Next time you have a check-up, you should ask how long you're going to live, and watch the doc's face. Nothing makes them look sicker than someone asking them that. Like, they think you might be setting them up for a law suit maybe - you've been to some other quack who's found cancer, so if you can get this one to miss that and send you out untreated, you can sue him for screwing up. Mal-practice, bigtime. That's what it looks like they're thinking, doctors, when you ask them a simple question like that.

Course, doctor'll say that's an impossible question to answer, and they're right. You could fall under a bus, you could eat something bad, no matter what the doctor says, of course you could, but the point is - you listening? - the point is, they should know. They should know how much use your heart still has in it, your liver, kidneys, lungs, all the little bits that have to keep ticking over to make the big bit, you, work.

A mechanic can give you a bloody good opinion about spark plugs and carburettors and fan belts and that, which is the same as all the pumping filtering squeezing bits and pieces inside us. Pretty much, anyway.

Doctors, people-mechanics, hate it, but. They "um" and they "ah", they do all that sidestepping stuff. Except... except when it seems like a chance to moralise, with someone like me, a bum, a street person, a derro, a loser, anything people call you without the slightest idea who you are or what you've done, 'cept they've made their minds up you're someone they can make their minds up about without knowing anything except whatever's in their heads already about people who look like you, me, I mean, someone sliding out of society's preferred order, someone who's sidestepped all the responsibility and 'making the grade' shit, someone who's just opted, opted for themselves, whether it's out, down, or deep inside, they've opted differently. Like me.

Opters, people like me, doctors love to tell you the bad news, talking slow like they learned from some teacher they hated who was just itching to belt them, they lecture us. It's as close as they can get to playing God, telling people like me how wrong we've gone, and how much wronger we can go if we don't stop this or that. And you have to listen, you have to play your part, otherwise you make them look like fools, and they spent six years or more at Uni to learn this doctor stuff. You don't want to make them feel bad, inadequate, so you listen. Like you know they wouldn't.

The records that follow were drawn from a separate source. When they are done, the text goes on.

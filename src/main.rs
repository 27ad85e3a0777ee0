use std::process;

use clap::{Parser, Subcommand};
use tracing_subscriber::layer::SubscriberExt;
use tracing_subscriber::util::SubscriberInitExt;
use tracing_subscriber::{fmt, EnvFilter};

use rediboard::api::ApiClient;
use rediboard::config::{self, DEFAULT_SORT_FIELD, INSTANCES_ENDPOINT, SORT_FIELDS};
use rediboard::controller::InstanceListController;
use rediboard::render;

#[derive(Parser)]
#[command(
    name = "rediboard",
    author,
    version,
    about = "Dashboard for monitored Redis instances",
    long_about = r#"rediboard fetches the instance list from a rediboard backend and shows it as a table.

The backend URL comes from `--api-url`, the REDIBOARD_API_URL environment variable, or a `.env` file.

Examples:
  rediboard
  rediboard list --sort used_memory
  rediboard list --all --api-url http://monitor:8080
  rediboard check-config
"#,
    after_help = "Use `rediboard <subcommand> --help` to get subcommand specific options."
)]
struct Cli {
    #[command(subcommand)]
    command: Option<Commands>,
    /// Disable colorized output
    #[arg(long, global = true)]
    no_color: bool,
    /// Log each request as a curl command together with the raw response
    #[arg(long, global = true)]
    verbose: bool,
}

#[derive(Subcommand)]
enum Commands {
    /// Fetch and display the instance list
    #[command(long_about = "Fetch the instance list once and print it. Instances without replication links and without errors are hidden unless `--all` is given.")]
    List {
        /// Attribute to sort by (name, host, port, role, version, used_memory, maxmemory, maxmemory_policy)
        #[arg(long, short = 's', default_value_t = String::from(DEFAULT_SORT_FIELD))]
        sort: String,
        /// Show instances that have neither connections nor errors
        #[arg(long, short = 'a')]
        all: bool,
        /// Print the view state as JSON instead of a table
        #[arg(long)]
        json: bool,
        /// Backend base URL (overrides REDIBOARD_API_URL)
        #[arg(long)]
        api_url: Option<String>,
        /// Path to .env file
        #[arg(long)]
        env_file: Option<String>,
    },
    /// Show the resolved configuration and check that the backend answers
    CheckConfig {
        /// Path to .env file
        #[arg(long)]
        env_file: Option<String>,
    },
}

fn build_client(api_url: Option<&str>, verbose: bool) -> ApiClient {
    let base_url = match api_url {
        Some(url) => config::sanitize_base_url(url),
        None => config::get_api_base_url(),
    };
    match ApiClient::new(base_url, config::get_request_timeout()) {
        Ok(client) => client.with_verbose(verbose),
        Err(e) => {
            tracing::error!(%e, "Failed to create HTTP client");
            eprintln!("{}: {}", yansi::Paint::red("Failed to create HTTP client"), e);
            process::exit(1);
        }
    }
}

async fn run_list(sort: String, all: bool, json: bool, api_url: Option<String>, env_file: Option<String>, verbose: bool) {
    config::load_env_file(env_file.as_deref());
    let client = build_client(api_url.as_deref(), verbose);

    let mut controller = InstanceListController::initialize(&client).await;
    controller.set_sort_field(sort);

    if json {
        if let Err(e) = render::print_json(&controller) {
            eprintln!("{}: {}", yansi::Paint::red("Failed to encode view state"), e);
            process::exit(1);
        }
    } else {
        render::print_dashboard(&controller, all);
    }
}

async fn run_check_config(env_file: Option<String>, verbose: bool) {
    config::load_env_file(env_file.as_deref());
    let client = build_client(None, verbose);
    let timeout = config::get_request_timeout()
        .map(|t| format!("{}s", t.as_secs()))
        .unwrap_or_else(|| "none".to_string());

    println!("API URL:     {}", yansi::Paint::new(client.base_url()).cyan());
    println!("Endpoint:    {}", INSTANCES_ENDPOINT);
    println!("Timeout:     {}", timeout);
    println!("Sort fields: {}", SORT_FIELDS.join(", "));

    let controller = InstanceListController::initialize(&client).await;
    if controller.instances().is_empty() && !controller.errors().is_empty() {
        for error in controller.errors() {
            eprintln!("{}", yansi::Paint::red(error));
        }
        process::exit(1);
    }
    println!(
        "{}",
        yansi::Paint::new(format!(
            "Backend reachable ({} instances, {} reported errors)",
            controller.instances().len(),
            controller.errors().len()
        ))
        .green()
    );
}

#[tokio::main]
async fn main() {
    // Initialize tracing
    tracing_subscriber::registry()
        .with(fmt::layer().with_writer(std::io::stderr))
        .with(EnvFilter::from_default_env())
        .init();

    let cli = Cli::parse();

    if cli.no_color {
        yansi::whenever(yansi::Condition::NEVER);
    }

    match cli.command {
        None => run_list(DEFAULT_SORT_FIELD.to_string(), false, false, None, None, cli.verbose).await,
        Some(Commands::List { sort, all, json, api_url, env_file }) => {
            run_list(sort, all, json, api_url, env_file, cli.verbose).await
        }
        Some(Commands::CheckConfig { env_file }) => run_check_config(env_file, cli.verbose).await,
    }
}
use serde::Serialize;

use crate::config::DEFAULT_SORT_FIELD;
use crate::models::instance::Instance;

/// Everything the dashboard shows, owned by one controller.
///
/// `errors` has no removal path: it only grows for the lifetime of the view.
#[derive(Debug, Clone, PartialEq, Serialize)]
pub struct ViewState {
    sort_field: String,
    instances: Vec<Instance>,
    errors: Vec<String>,
}

impl Default for ViewState {
    fn default() -> Self {
        Self {
            sort_field: DEFAULT_SORT_FIELD.to_string(),
            instances: Vec::new(),
            errors: Vec::new(),
        }
    }
}

impl ViewState {
    pub fn sort_field(&self) -> &str {
        &self.sort_field
    }

    pub fn instances(&self) -> &[Instance] {
        &self.instances
    }

    pub fn errors(&self) -> &[String] {
        &self.errors
    }

    pub(crate) fn set_sort_field(&mut self, field: String) {
        self.sort_field = field;
    }

    pub(crate) fn replace_instances(&mut self, instances: Vec<Instance>) {
        self.instances = instances;
    }

    pub(crate) fn append_errors(&mut self, errors: Vec<String>) {
        self.errors.extend(errors);
    }

    pub(crate) fn push_error(&mut self, error: String) {
        self.errors.push(error);
    }
}
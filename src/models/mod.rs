pub mod instance;
pub mod instances_payload;
pub mod view_state;

// Re-export the record types
pub use instance::{connection_label, Instance};
pub use instances_payload::InstancesPayload;
pub use view_state::ViewState;
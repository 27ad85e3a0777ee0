//! Terminal dashboard for a fleet of Redis instances.
//!
//! The backend publishes `GET /api/instances`; this crate fetches that list
//! once, keeps it in an [`InstanceListController`], and renders it as a
//! sortable table with memory figures in human units.

pub mod api;
pub mod config;
pub mod controller;
pub mod models;
pub mod render;
pub mod utils;

pub use api::{ApiClient, FetchError, InstanceSource};
pub use controller::InstanceListController;
pub use models::{Instance, InstancesPayload, ViewState};
pub use utils::human_size;
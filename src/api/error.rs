/// Error types for the instance list request
use thiserror::Error;

/// Ways a `GET /api/instances` can fail
#[derive(Debug, Clone, PartialEq, Eq, Error)]
pub enum FetchError {
    /// The backend answered with a non-2xx status
    #[error("HTTP status {0}")]
    Status(u16),

    /// No HTTP response at all (refused, reset, DNS, timeout)
    #[error("Network error: {0}")]
    Transport(String),

    /// 2xx response whose body is not an instance list
    #[error("Failed to parse response: {0}")]
    Decode(String),
}

impl FetchError {
    /// Status code shown to the user. Failures without an HTTP status report
    /// `0`, matching what a browser client sees for an aborted request.
    pub fn status(&self) -> u16 {
        match self {
            FetchError::Status(code) => *code,
            FetchError::Transport(_) | FetchError::Decode(_) => 0,
        }
    }
}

They wouldn't listen if you tell them how you got here, sitting opposite them at their desks, or up on an examination table with your stomach white and trembling, they just want to hear themselves say the stuff they figure they have a right to say because of the way you are and the way they are, and they won't take a warning if you give it to them anyway.

Even if I said it, "Things turn", because I have tried, they don't hear, they can't comprehend maybe, it's only two words, but somehow, what I know, my single simple truth just escapes them, the doctors and everyone else with a better idea of how the world is because they are successful in it and it glows for them brightly, all of them, why should they listen to me? Because, no way can I prove that I was once one of them, rode high, knew the right people, slept in the best suburb, could call on powerful friends for anything, favours, deals, little slivers of the 'who you know' world delivered fast as a courier can peddle, and then double that - huh! But I believed that, and the belief made everything possible, filled me with confidence, gave me power, gave me guts, gave me the go-ahead, and I took it, took it all, had it all, used it and grew sleek and smug, until, things turned.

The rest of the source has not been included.